Friday, February 27

Since 1987 – Covering the Fastest Computers in the World and the People Who Run Them


Feb. 26, 2026 — In a new workshop report published by the Computing Community Consortium (CCC), Grand Challenges for the Convergence of Computational and Citizen Science Research, experts across disciplines examine the ways in which artificial intelligence (AI) and citizen science can mutually enrich each other, fostering increased opportunity for advancement in numerous scientific fields.

The report presents a roadmap for maximizing the potential of citizen science through the contributions of AI — and vice versa — while also demonstrating the broader applications of this union for challenges across ecological, infrastructural, clinical, and other domains. “We are entering a brave new world where we are renegotiating the relationship between humans and machines,” says Lucy Fortson (University of Minnesota), one of the report’s lead authors. “Investing in human-machine teaming research for citizen science is investing in … accelerating scientific output.”

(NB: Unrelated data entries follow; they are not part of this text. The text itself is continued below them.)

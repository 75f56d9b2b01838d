//! Origin hash calls and the local fallback.
//!
//! An origin may expose its own `hash(bytes)` view. When an [`OriginHasher`]
//! is configured its answer is preferred for `content_hash`; any failure
//! falls back to the local digest and is recorded as
//! [`HashSource::LocalFallback`].

use std::time::Duration;

use async_trait::async_trait;
use thiserror::Error;

use metaboard_core::{Address, Hash32, HashSource};

/// Why an origin hash call produced no usable answer.
#[derive(Debug, Clone, PartialEq, Eq, Error)]
pub enum HashCallError {
    /// The call executed and reverted.
    #[error("call reverted: {0}")]
    Reverted(String),

    /// The origin could not be reached.
    #[error("origin unavailable: {0}")]
    Unavailable(String),

    /// The call did not complete in time.
    #[error("call timed out after {0:?}")]
    Timeout(Duration),
}

/// The origin's own hash function, reached over some host-provided channel.
#[async_trait]
pub trait OriginHasher: Send + Sync {
    /// Hash `data` the way `origin` does.
    async fn hash(&self, origin: &Address, data: &[u8]) -> Result<[u8; 32], HashCallError>;
}

/// Compute `content_hash` for a raw payload.
///
/// Never fails: without a hasher, or when the call fails, the local digest
/// is used and the source says so.
pub async fn resolve_content_hash(
    hasher: Option<&dyn OriginHasher>,
    origin: &Address,
    data: &[u8],
    timeout: Option<Duration>,
) -> (Hash32, HashSource) {
    let Some(hasher) = hasher else {
        return (Hash32::digest(data), HashSource::Local);
    };

    let call = hasher.hash(origin, data);
    let result = match timeout {
        Some(limit) => match tokio::time::timeout(limit, call).await {
            Ok(result) => result,
            Err(_) => Err(HashCallError::Timeout(limit)),
        },
        None => call.await,
    };

    match result {
        Ok(hash) => (Hash32::from_bytes(hash), HashSource::Origin),
        Err(e) => {
            tracing::warn!(%origin, error = %e, "origin hash call failed, using local digest");
            (
                Hash32::digest(data),
                HashSource::LocalFallback {
                    reason: e.to_string(),
                },
            )
        }
    }
}

#[cfg(test)]
mod tests {
    use super::*;

    struct Constant([u8; 32]);

    #[async_trait]
    impl OriginHasher for Constant {
        async fn hash(&self, _: &Address, _: &[u8]) -> Result<[u8; 32], HashCallError> {
            Ok(self.0)
        }
    }

    struct Reverts;

    #[async_trait]
    impl OriginHasher for Reverts {
        async fn hash(&self, _: &Address, _: &[u8]) -> Result<[u8; 32], HashCallError> {
            Err(HashCallError::Reverted("execution reverted".into()))
        }
    }

    struct Hangs;

    #[async_trait]
    impl OriginHasher for Hangs {
        async fn hash(&self, _: &Address, _: &[u8]) -> Result<[u8; 32], HashCallError> {
            std::future::pending().await
        }
    }

    #[tokio::test]
    async fn test_local_without_hasher() {
        let (hash, source) = resolve_content_hash(None, &Address::ZERO, b"x", None).await;
        assert_eq!(hash, Hash32::digest(b"x"));
        assert_eq!(source, HashSource::Local);
    }

    #[tokio::test]
    async fn test_origin_answer_preferred() {
        let hasher = Constant([7; 32]);
        let (hash, source) =
            resolve_content_hash(Some(&hasher), &Address::ZERO, b"x", None).await;
        assert_eq!(hash, Hash32::from_bytes([7; 32]));
        assert_eq!(source, HashSource::Origin);
    }

    #[tokio::test]
    async fn test_revert_falls_back() {
        let (hash, source) =
            resolve_content_hash(Some(&Reverts), &Address::ZERO, b"x", None).await;
        assert_eq!(hash, Hash32::digest(b"x"));
        assert_eq!(
            source.reason(),
            Some("call reverted: execution reverted")
        );
    }

    #[tokio::test(start_paused = true)]
    async fn test_timeout_falls_back() {
        let (hash, source) = resolve_content_hash(
            Some(&Hangs),
            &Address::ZERO,
            b"x",
            Some(Duration::from_millis(50)),
        )
        .await;
        assert_eq!(hash, Hash32::digest(b"x"));
        assert!(matches!(source, HashSource::LocalFallback { .. }));
    }
}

The report, also co-led by authors Tanya Berger-Wolf (The Ohio State University), Kevin Crowston (Syracuse University), Haley Griffin (Computing Research Association), Corey Jackson (University of Wisconsin-Madison), Saiph Savage (Northeastern University), and Lea Shanley (International Computer Science Institute and GNIES, University of Wisconsin-Madison), is the culmination of extensive visioning. The findings are most notably informed by discussions at the CCC Grand Challenges for the Convergence of Computational and Citizen Science Research workshop on April 8-9, 2026 in Washington, D.C., as well as two virtual roundtables on the topic. In total, 46 experts across computing research, NGOs, philanthropy, industry, and federal agencies came together to envision “how humans and machines may team up to solve some of the world’s most pressing scientific problems,” articulating specific next steps for making that future a reality.

Key Priorities and Opportunities for Growth

This report centers the immense opportunity that arises when human talent is at the core of emerging technologies. Volunteer citizen scientists are capable of data labeling, analysis, and creativity that machines are simply currently incapable of or may not have the resources to perform. Scaling these citizen science efforts would help close the gap between the sheer volume of data that computational technologies are able to produce and the data-based interpretations scientists can then apply to solving complex questions.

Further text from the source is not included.